WORK INSTRUCTION:
Copy every line from the records below that holds the word "PUBREL".
━━━━━ DATASET EXTRACT ━━━━━
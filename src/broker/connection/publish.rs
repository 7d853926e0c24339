//! PUBLISH packet handling and message routing

use std::cell::RefCell;
use std::sync::Arc;
use std::time::Instant;

use ahash::AHashMap;
use parking_lot::RwLock;
use smallvec::SmallVec;
use tokio::io::{AsyncRead, AsyncWrite, AsyncWriteExt};
use tracing::{debug, error, trace, warn};

// Thread-local dedup map for route_message to avoid per-publish allocation.
// Key: client_id, Value: aggregated subscription info
// Capacity 256 reduces reallocations for moderate fan-outs
thread_local! {
    static DEDUP_MAP: RefCell<AHashMap<Arc<str>, ClientSub>> =
        RefCell::new(AHashMap::with_capacity(256));
}

/// Aggregated subscription info for a single client during message routing
struct ClientSub {
    qos: QoS,
    retain_as_published: bool,
    subscription_ids: SmallVec<[u32; 4]>,
}

use super::{Connection, ConnectionError};
use crate::broker::{BrokerEvent, RetainedMessage};
use crate::protocol::{Packet, Properties, PubAck, PubRec, Publish, QoS, ReasonCode};
use crate::session::Session;
use crate::topic::validate_topic_name_with_max_levels;

impl<S> Connection<S>
where
    S: AsyncRead + AsyncWrite + Unpin,
{
    /// Handle PUBLISH packet
    pub(crate) async fn handle_publish(
        &mut self,
        client_id: &Arc<str>,
        session: &Arc<RwLock<Session>>,
        publish: Publish,
    ) -> Result<(), ConnectionError> {
        // Validate topic name
        if let Err(e) =
            validate_topic_name_with_max_levels(&publish.topic, self.config.max_topic_levels)
        {
            warn!("Invalid topic name from {}: {}", client_id, e);
            if publish.qos != QoS::AtMostOnce {
                let packet_id = publish.packet_id.unwrap();
                let response = if publish.qos == QoS::AtLeastOnce {
                    Packet::PubAck(PubAck {
                        packet_id,
                        reason_code: ReasonCode::TopicNameInvalid,
                        properties: Properties::default(),
                    })
                } else {
                    Packet::PubRec(PubRec {
                        packet_id,
                        reason_code: ReasonCode::TopicNameInvalid,
                        properties: Properties::default(),
                    })
                };
                self.write_buf.clear();
                self.encoder
                    .encode(&response, &mut self.write_buf)
                    .map_err(|e| ConnectionError::Protocol(e.into()))?;
                self.stream.write_all(&self.write_buf).await?;
            }
            return Ok(());
        }

        trace!(
            "PUBLISH from {} to {} (QoS {:?})",
            client_id,
            publish.topic,
            publish.qos
        );

        if let Some(ref metrics) = self.metrics {
            metrics.message_received(publish.payload.len());
        }

        // Check ACL for publish permission
        let acl_result = self
            .hooks
            .on_publish_check(
                client_id,
                self.username.as_deref(),
                &publish.topic,
                publish.qos,
                publish.retain,
            )
            .await;

        match acl_result {
            Ok(true) => {
                // Publish allowed
            }
            Ok(false) => {
                debug!(
                    "PUBLISH denied for {} to topic {} (ACL)",
                    client_id, publish.topic
                );
                if publish.qos != QoS::AtMostOnce {
                    let packet_id = publish.packet_id.unwrap();
                    let response = if publish.qos == QoS::AtLeastOnce {
                        Packet::PubAck(PubAck {
                            packet_id,
                            reason_code: ReasonCode::NotAuthorized,
                            properties: Properties::default(),
                        })
                    } else {
                        Packet::PubRec(PubRec {
                            packet_id,
                            reason_code: ReasonCode::NotAuthorized,
                            properties: Properties::default(),
                        })
                    };
                    self.write_buf.clear();
                    self.encoder
                        .encode(&response, &mut self.write_buf)
                        .map_err(|e| ConnectionError::Protocol(e.into()))?;
                    self.stream.write_all(&self.write_buf).await?;
                }
                return Ok(());
            }
            Err(e) => {
                error!("ACL check error for {}: {}", client_id, e);
                if publish.qos != QoS::AtMostOnce {
                    let packet_id = publish.packet_id.unwrap();
                    let response = if publish.qos == QoS::AtLeastOnce {
                        Packet::PubAck(PubAck {
                            packet_id,
                            reason_code: ReasonCode::UnspecifiedError,
                            properties: Properties::default(),
                        })
                    } else {
                        Packet::PubRec(PubRec {
                            packet_id,
                            reason_code: ReasonCode::UnspecifiedError,
                            properties: Properties::default(),
                        })
                    };
                    self.write_buf.clear();
                    self.encoder
                        .encode(&response, &mut self.write_buf)
                        .map_err(|e| ConnectionError::Protocol(e.into()))?;
                    self.stream.write_all(&self.write_buf).await?;
                }
                return Ok(());
            }
        }

        // Handle QoS
        match publish.qos {
            QoS::AtMostOnce => {
                // No acknowledgment needed
            }
            QoS::AtLeastOnce => {
                let puback = PubAck::new(publish.packet_id.unwrap());
                self.write_buf.clear();
                self.encoder
                    .encode(&Packet::PubAck(puback), &mut self.write_buf)
                    .map_err(|e| ConnectionError::Protocol(e.into()))?;
                self.stream.write_all(&self.write_buf).await?;
            }
            QoS::ExactlyOnce => {
                // Store message and send PUBREC - routing happens on PUBREL, not here,
                // so the sender sees exactly-once delivery even if PUBREL is retried.
                let packet_id = publish.packet_id.unwrap();

                let limit_exceeded = {
                    let s = session.read();
                    s.inflight_incoming.len() >= self.config.max_inflight as usize
                };

                if limit_exceeded {
                    debug!("Max awaiting PUBREL limit reached, rejecting QoS 2 publish");
                    let pubrec = PubRec {
                        packet_id,
                        reason_code: ReasonCode::QuotaExceeded,
                        properties: Properties::default(),
                    };
                    self.write_buf.clear();
                    self.encoder
                        .encode(&Packet::PubRec(pubrec), &mut self.write_buf)
                        .map_err(|e| ConnectionError::Protocol(e.into()))?;
                    self.stream.write_all(&self.write_buf).await?;
                    return Ok(());
                }

                self.store_retained(&publish);

                {
                    let mut s = session.write();
                    s.inflight_incoming.insert(packet_id, publish.clone());
                }

                let pubrec = PubRec::new(packet_id);
                self.write_buf.clear();
                self.encoder
                    .encode(&Packet::PubRec(pubrec), &mut self.write_buf)
                    .map_err(|e| ConnectionError::Protocol(e.into()))?;
                self.stream.write_all(&self.write_buf).await?;

                return Ok(());
            }
        }

        self.store_retained(&publish);
        self.route_message(client_id, &publish, None).await?;
        self.hooks
            .on_message_published(&publish.topic, &publish.payload, publish.qos)
            .await;

        Ok(())
    }

    fn store_retained(&self, publish: &Publish) {
        if !publish.retain || !self.config.retain_available {
            return;
        }
        let topic_str = publish.topic.to_string();
        if publish.payload.is_empty() {
            if let Some((_, old)) = self.retained.remove(&topic_str) {
                if let Some(ref metrics) = self.metrics {
                    metrics.retained_message_removed(old.payload.len());
                }
            }
        } else {
            let payload_len = publish.payload.len();
            let old = self.retained.insert(
                topic_str,
                RetainedMessage {
                    topic: publish.topic.clone(),
                    payload: publish.payload.clone(),
                    qos: publish.qos,
                    properties: publish.properties.clone(),
                    timestamp: Instant::now(),
                },
            );
            if let Some(ref metrics) = self.metrics {
                if let Some(old) = old {
                    metrics.retained_message_removed(old.payload.len());
                }
                metrics.retained_message_stored(payload_len);
            }
        }
    }

    /// Route a message to subscribers.
    ///
    /// Deduplicates by client_id with a reused thread-local map, keeping the
    /// highest granted QoS and collecting every matching subscription id, so a
    /// client subscribed to a topic through more than one filter gets exactly
    /// one delivery.
    pub(crate) async fn route_message(
        &self,
        sender_id: &Arc<str>,
        publish: &Publish,
        subscription_id_override: Option<u32>,
    ) -> Result<(), ConnectionError> {
        let matches = self.router.subscribers_for(&publish.topic).subscribers();

        DEDUP_MAP.with(|map_cell| {
            let mut client_subs = map_cell.borrow_mut();
            client_subs.clear(); // Reuse allocation from previous calls

            for sub in &matches {
                // Skip sender if no_local is set
                if sub.no_local && sub.client_id == *sender_id {
                    continue;
                }

                let sub_id = subscription_id_override.or(sub.subscription_id);

                if let Some(entry) = client_subs.get_mut(&sub.client_id) {
                    if sub.qos > entry.qos {
                        entry.qos = sub.qos;
                    }
                    if sub.retain_as_published {
                        entry.retain_as_published = true;
                    }
                    if let Some(id) = sub_id {
                        if !entry.subscription_ids.contains(&id) {
                            entry.subscription_ids.push(id);
                        }
                    }
                } else {
                    let mut subscription_ids = SmallVec::new();
                    if let Some(id) = sub_id {
                        subscription_ids.push(id);
                    }
                    client_subs.insert(
                        sub.client_id.clone(),
                        ClientSub {
                            qos: sub.qos,
                            retain_as_published: sub.retain_as_published,
                            subscription_ids,
                        },
                    );
                }
            }

            for (client_id, sub_info) in client_subs.drain() {
                let effective_qos = publish.qos.min(sub_info.qos);
                let effective_retain = if sub_info.retain_as_published {
                    publish.retain
                } else {
                    false
                };

                if let Some(writer) = self.connections.get(&client_id) {
                    let mut outgoing = publish.clone();
                    for id in &sub_info.subscription_ids {
                        outgoing.properties.subscription_identifiers.push(*id);
                    }

                    if let Err(e) = writer.send_publish(&mut outgoing, effective_qos, effective_retain) {
                        trace!(client_id = %client_id, error = ?e, "send_publish failed");
                    }
                } else if let Some(session) = self.sessions.get(client_id.as_ref()) {
                    // Client disconnected, queue for delivery if the session persists.
                    let mut s = session.write();
                    if !s.clean_start {
                        let mut outgoing = publish.clone();
                        outgoing.qos = effective_qos;
                        outgoing.dup = false;
                        outgoing.packet_id = None;
                        outgoing.retain = effective_retain;

                        for id in &sub_info.subscription_ids {
                            outgoing.properties.subscription_identifiers.push(*id);
                        }

                        s.queue_message(outgoing);
                    }
                }
            }
        });

        let _ = self.events.send(BrokerEvent::MessagePublished {
            topic: publish.topic.to_string(),
            payload: publish.payload.clone(),
            qos: publish.qos,
            retain: publish.retain,
        });

        Ok(())
    }
}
━━━━━
WRITTEN RESPONSE:
                // Store message and send PUBREC - routing happens on PUBREL, not here,
                // so the sender sees exactly-once delivery even if PUBREL is retried.
                    debug!("Max awaiting PUBREL limit reached, rejecting QoS 2 publish");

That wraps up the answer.